Saved entries:
• • • •

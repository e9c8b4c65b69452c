use super::{ExtensionMetadata, LookupOutcome, MetadataSource};
use crate::inventory::split_dir_name;
use core::fmt::{Debug, Formatter};
use core::sync::atomic::{AtomicBool, Ordering};
use core::time::Duration;
use indexmap::IndexMap;
use std::sync::Arc;

const LOG_TARGET: &str = "marketplace";

/// Default pause between two consecutive lookups.
pub const DEFAULT_REQUEST_DELAY: Duration = Duration::from_millis(100);

type Observer = Box<dyn Fn(usize, usize, &str) + Send + Sync>;

/// State accumulated by the enrichment pipeline.
///
/// The context is owned by the caller and threaded through [`Enricher::enrich`], so
/// identifiers resolved by an earlier call are never looked up again.
#[derive(Debug, Clone, Default)]
pub struct EnrichmentContext {
    extensions: IndexMap<String, ExtensionMetadata>,
}

impl EnrichmentContext {
    #[must_use]
    pub fn new() -> Self {
        Self::default()
    }

    /// Metadata per identifier, in the order the identifiers were resolved.
    #[must_use]
    pub const fn extensions(&self) -> &IndexMap<String, ExtensionMetadata> {
        &self.extensions
    }

    #[must_use]
    pub fn into_extensions(self) -> IndexMap<String, ExtensionMetadata> {
        self.extensions
    }

    #[must_use]
    pub fn is_resolved(&self, identifier: &str) -> bool {
        self.extensions.contains_key(identifier)
    }

    fn record(&mut self, identifier: &str, outcome: LookupOutcome) {
        let _ = self.extensions.insert(identifier.to_string(), outcome.into_metadata(identifier));
    }
}

/// Tally of one [`Enricher::enrich`] call.
#[derive(Debug, Clone, Copy, Default, PartialEq, Eq)]
pub struct EnrichmentReport {
    /// Lookups issued by this call.
    pub lookups: usize,
    pub found: usize,
    pub not_found: usize,
    pub failed: usize,

    /// Whether the run stopped early because cancellation was requested.
    pub cancelled: bool,
}

/// Resolves marketplace metadata for a batch of extension directory names.
///
/// Lookups are issued one at a time, once per distinct identifier, with a fixed pause
/// between consecutive lookups. Failures are recorded as placeholder metadata and never
/// abort the batch.
pub struct Enricher<S> {
    source: S,
    delay: Duration,
    observer: Option<Observer>,
    cancel: Option<Arc<AtomicBool>>,
}

impl<S: Debug> Debug for Enricher<S> {
    fn fmt(&self, f: &mut Formatter<'_>) -> core::fmt::Result {
        f.debug_struct("Enricher")
            .field("source", &self.source)
            .field("delay", &self.delay)
            .field("observer", &self.observer.as_ref().map(|_| "<callback>"))
            .field("cancel", &self.cancel)
            .finish()
    }
}

impl<S: MetadataSource> Enricher<S> {
    #[must_use]
    pub const fn new(source: S, delay: Duration) -> Self {
        Self {
            source,
            delay,
            observer: None,
            cancel: None,
        }
    }

    /// Register a callback invoked before each lookup with the 1-based index of the
    /// lookup, the number of lookups planned, and the raw directory name that
    /// introduced the identifier.
    #[must_use]
    pub fn with_observer(mut self, observer: impl Fn(usize, usize, &str) + Send + Sync + 'static) -> Self {
        self.observer = Some(Box::new(observer));
        self
    }

    /// Stop issuing lookups once `flag` is set.
    ///
    /// The flag is checked before each lookup. Entries resolved before that point are kept.
    #[must_use]
    pub fn with_cancel_flag(mut self, flag: Arc<AtomicBool>) -> Self {
        self.cancel = Some(flag);
        self
    }

    /// Look up every identifier named by `dir_names` that `context` has not resolved yet.
    pub async fn enrich<I, T>(&self, mut context: EnrichmentContext, dir_names: I) -> (EnrichmentContext, EnrichmentReport)
    where
        I: IntoIterator<Item = T>,
        T: AsRef<str>,
    {
        let pending = pending_lookups(&context, dir_names);
        let total = pending.len();
        let mut report = EnrichmentReport::default();

        log::info!(target: LOG_TARGET, "Looking up {total} distinct extension(s)");

        for (index, (identifier, raw_name)) in pending.iter().enumerate() {
            if index > 0 {
                if self.is_cancelled() {
                    report.cancelled = true;
                    break;
                }
                tokio::time::sleep(self.delay).await;
            }

            if self.is_cancelled() {
                report.cancelled = true;
                break;
            }

            if let Some(observer) = &self.observer {
                observer(index + 1, total, raw_name);
            }

            log::debug!(target: LOG_TARGET, "Querying marketplace for '{identifier}' ({}/{total})", index + 1);
            let outcome = self.source.lookup(identifier).await;
            report.lookups += 1;

            match &outcome {
                LookupOutcome::Found(_) => report.found += 1,
                LookupOutcome::NotFound => {
                    report.not_found += 1;
                    log::warn!(target: LOG_TARGET, "Extension '{identifier}' not found in marketplace");
                }
                LookupOutcome::Failed(e) => {
                    report.failed += 1;
                    log::error!(target: LOG_TARGET, "Could not look up '{raw_name}': {e:#}");
                }
            }

            context.record(identifier, outcome);
        }

        if report.cancelled {
            log::warn!(
                target: LOG_TARGET,
                "Lookups cancelled after {} of {total}; keeping the partial results",
                report.lookups
            );
        }

        (context, report)
    }

    fn is_cancelled(&self) -> bool {
        self.cancel.as_ref().is_some_and(|flag| flag.load(Ordering::Acquire))
    }
}

/// Distinct identifiers not yet in `context`, in first-seen order, each paired with the
/// first raw name that mentioned it.
fn pending_lookups<I, T>(context: &EnrichmentContext, dir_names: I) -> Vec<(String, String)>
where
    I: IntoIterator<Item = T>,
    T: AsRef<str>,
{
    let mut pending: IndexMap<String, String> = IndexMap::new();
    for raw_name in dir_names {
        let raw_name = raw_name.as_ref();
        let (identifier, _) = split_dir_name(raw_name);
        if !context.is_resolved(identifier) && !pending.contains_key(identifier) {
            let _ = pending.insert(identifier.to_string(), raw_name.to_string());
        }
    }

    pending.into_iter().collect()
}

#[cfg(test)]
mod tests {
    use super::*;
    use ohno::app_err;
    use std::collections::HashMap;
    use std::sync::Mutex;

    /// Lookup source that answers from a fixed table and records every call.
    #[derive(Debug, Default)]
    struct FakeSource {
        answers: HashMap<String, LookupOutcome>,
        calls: Mutex<Vec<String>>,
    }

    impl FakeSource {
        fn with(mut self, identifier: &str, outcome: LookupOutcome) -> Self {
            let _ = self.answers.insert(identifier.to_string(), outcome);
            self
        }

        fn calls(&self) -> Vec<String> {
            self.calls.lock().unwrap().clone()
        }
    }

    impl MetadataSource for &FakeSource {
        async fn lookup(&self, identifier: &str) -> LookupOutcome {
            self.calls.lock().unwrap().push(identifier.to_string());
            self.answers.get(identifier).cloned().unwrap_or(LookupOutcome::NotFound)
        }
    }

    fn found(name: &str) -> LookupOutcome {
        LookupOutcome::Found(ExtensionMetadata::new(name, format!("{name} description"), "Publisher"))
    }

    #[tokio::test]
    async fn test_one_lookup_per_identifier() {
        let source = FakeSource::default().with("foo.bar", found("Foo")).with("baz.qux", found("Baz"));
        let enricher = Enricher::new(&source, Duration::ZERO);

        let names = ["foo.bar-1.2.3", "foo.bar-1.2.3", "baz.qux-2.0.0.1-darwin-arm64", "foo.bar-1.3.0"];
        let (context, report) = enricher.enrich(EnrichmentContext::new(), names).await;

        assert_eq!(source.calls(), vec!["foo.bar", "baz.qux"]);
        assert_eq!(report.lookups, 2);
        assert_eq!(report.found, 2);
        assert!(!report.cancelled);

        let keys: Vec<&str> = context.extensions().keys().map(String::as_str).collect();
        assert_eq!(keys, vec!["foo.bar", "baz.qux"]);
        assert_eq!(context.extensions()["foo.bar"].display_name, "Foo");
    }

    #[tokio::test]
    async fn test_not_found_records_placeholder() {
        let source = FakeSource::default();
        let enricher = Enricher::new(&source, Duration::ZERO);

        let (context, report) = enricher.enrich(EnrichmentContext::new(), ["missing.ext-1.0.0"]).await;

        assert_eq!(report.not_found, 1);
        assert_eq!(report.failed, 0);
        assert_eq!(context.extensions()["missing.ext"], ExtensionMetadata::not_found("missing.ext"));
    }

    #[tokio::test]
    async fn test_failure_does_not_stop_batch() {
        let source = FakeSource::default()
            .with("first.ext", found("First"))
            .with("broken.ext", LookupOutcome::Failed(Arc::new(app_err!("connection reset"))))
            .with("last.ext", found("Last"));
        let enricher = Enricher::new(&source, Duration::ZERO);

        let names = ["first.ext-1.0.0", "broken.ext-1.0.0", "last.ext-1.0.0", "broken.ext-1.0.1"];
        let (context, report) = enricher.enrich(EnrichmentContext::new(), names).await;

        assert_eq!(source.calls(), vec!["first.ext", "broken.ext", "last.ext"]);
        assert_eq!(report.found, 2);
        assert_eq!(report.failed, 1);

        let broken = &context.extensions()["broken.ext"];
        assert_eq!(broken.display_name, "broken.ext");
        assert_eq!(broken.publisher, "Unknown");
        assert!(broken.is_lookup_error());
        assert!(broken.description.contains("connection reset"));

        assert_eq!(context.extensions()["last.ext"].display_name, "Last");
    }

    #[tokio::test]
    async fn test_observer_sees_each_lookup() {
        let seen = Arc::new(Mutex::new(Vec::new()));
        let seen_clone = Arc::clone(&seen);

        let source = FakeSource::default();
        let enricher = Enricher::new(&source, Duration::ZERO).with_observer(move |index, total, name| {
            seen_clone.lock().unwrap().push((index, total, name.to_string()));
        });

        let names = ["a.b-1.0.0", "a.b-2.0.0", "c.d-1.0.0-darwin-arm64"];
        let _ = enricher.enrich(EnrichmentContext::new(), names).await;

        assert_eq!(
            *seen.lock().unwrap(),
            vec![(1, 2, "a.b-1.0.0".to_string()), (2, 2, "c.d-1.0.0-darwin-arm64".to_string())]
        );
    }

    #[tokio::test]
    async fn test_context_skips_resolved_identifiers() {
        let source = FakeSource::default().with("a.b", found("A"));
        let enricher = Enricher::new(&source, Duration::ZERO);

        let (context, first) = enricher.enrich(EnrichmentContext::new(), ["a.b-1.0.0"]).await;
        let (context, second) = enricher.enrich(context, ["a.b-1.0.0", "c.d-1.0.0"]).await;

        assert_eq!(first.lookups, 1);
        assert_eq!(second.lookups, 1);
        assert_eq!(context.extensions().len(), 2);
        assert_eq!(source.calls(), vec!["a.b", "c.d"]);
    }

    #[tokio::test]
    async fn test_empty_input() {
        let source = FakeSource::default();
        let enricher = Enricher::new(&source, Duration::ZERO);

        let (context, report) = enricher.enrich(EnrichmentContext::new(), Vec::<String>::new()).await;

        assert_eq!(report, EnrichmentReport::default());
        assert!(context.extensions().is_empty());
        assert!(source.calls().is_empty());
    }

    #[tokio::test]
    async fn test_cancel_before_start() {
        let flag = Arc::new(AtomicBool::new(true));
        let source = FakeSource::default();
        let enricher = Enricher::new(&source, Duration::ZERO).with_cancel_flag(flag);

        let (context, report) = enricher.enrich(EnrichmentContext::new(), ["a.b-1.0.0", "c.d-1.0.0"]).await;

        assert!(report.cancelled);
        assert_eq!(report.lookups, 0);
        assert!(context.extensions().is_empty());
        assert!(source.calls().is_empty());
    }

    #[tokio::test]
    async fn test_cancel_keeps_partial_results() {
        let flag = Arc::new(AtomicBool::new(false));
        let flag_clone = Arc::clone(&flag);

        let source = FakeSource::default().with("a.b", found("A"));
        let enricher = Enricher::new(&source, Duration::ZERO)
            .with_cancel_flag(flag)
            .with_observer(move |index, _, _| {
                if index == 2 {
                    flag_clone.store(true, Ordering::Release);
                }
            });

        let names = ["a.b-1.0.0", "c.d-1.0.0", "e.f-1.0.0"];
        let (context, report) = enricher.enrich(EnrichmentContext::new(), names).await;

        // The lookup already announced to the observer still runs; the next one does not
        assert!(report.cancelled);
        assert_eq!(report.lookups, 2);
        assert_eq!(source.calls(), vec!["a.b", "c.d"]);
        assert_eq!(context.extensions()["a.b"].display_name, "A");
        assert!(context.is_resolved("c.d"));
        assert!(!context.is_resolved("e.f"));
    }

    #[tokio::test(start_paused = true)]
    async fn test_delay_only_between_lookups() {
        let delay = Duration::from_millis(100);
        let source = FakeSource::default();
        let enricher = Enricher::new(&source, delay);

        let start = tokio::time::Instant::now();
        let _ = enricher.enrich(EnrichmentContext::new(), ["a.b-1.0.0", "c.d-1.0.0", "e.f-1.0.0"]).await;
        let elapsed = start.elapsed();

        // Two pauses for three lookups, none after the last
        assert_eq!(elapsed, delay * 2);
    }

    #[tokio::test(start_paused = true)]
    async fn test_no_delay_for_single_lookup() {
        let source = FakeSource::default();
        let enricher = Enricher::new(&source, Duration::from_secs(5));

        let start = tokio::time::Instant::now();
        let _ = enricher.enrich(EnrichmentContext::new(), ["a.b-1.0.0", "a.b-1.0.1"]).await;

        assert_eq!(start.elapsed(), Duration::ZERO);
    }

    #[test]
    fn test_pending_lookups_first_seen_order() {
        let pending = pending_lookups(
            &EnrichmentContext::new(),
            ["z.z-1.0.0", "a.a-1.0.0", "z.z-2.0.0", "no-version"],
        );
        assert_eq!(
            pending,
            vec![
                ("z.z".to_string(), "z.z-1.0.0".to_string()),
                ("a.a".to_string(), "a.a-1.0.0".to_string()),
                ("no-version".to_string(), "no-version".to_string()),
            ]
        );
    }
}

• • • •

Assignment: From the records above, give again exactly the lines running from the line with "context.record(identifier, outcome);" to the line with "that mentioned it.", inclusive.

Finished task:
            context.record(identifier, outcome);
        }

        if report.cancelled {
            log::warn!(
                target: LOG_TARGET,
                "Lookups cancelled after {} of {total}; keeping the partial results",
                report.lookups
            );
        }

        (context, report)
    }

    fn is_cancelled(&self) -> bool {
        self.cancel.as_ref().is_some_and(|flag| flag.load(Ordering::Acquire))
    }
}

/// Distinct identifiers not yet in `context`, in first-seen order, each paired with the
/// first raw name that mentioned it.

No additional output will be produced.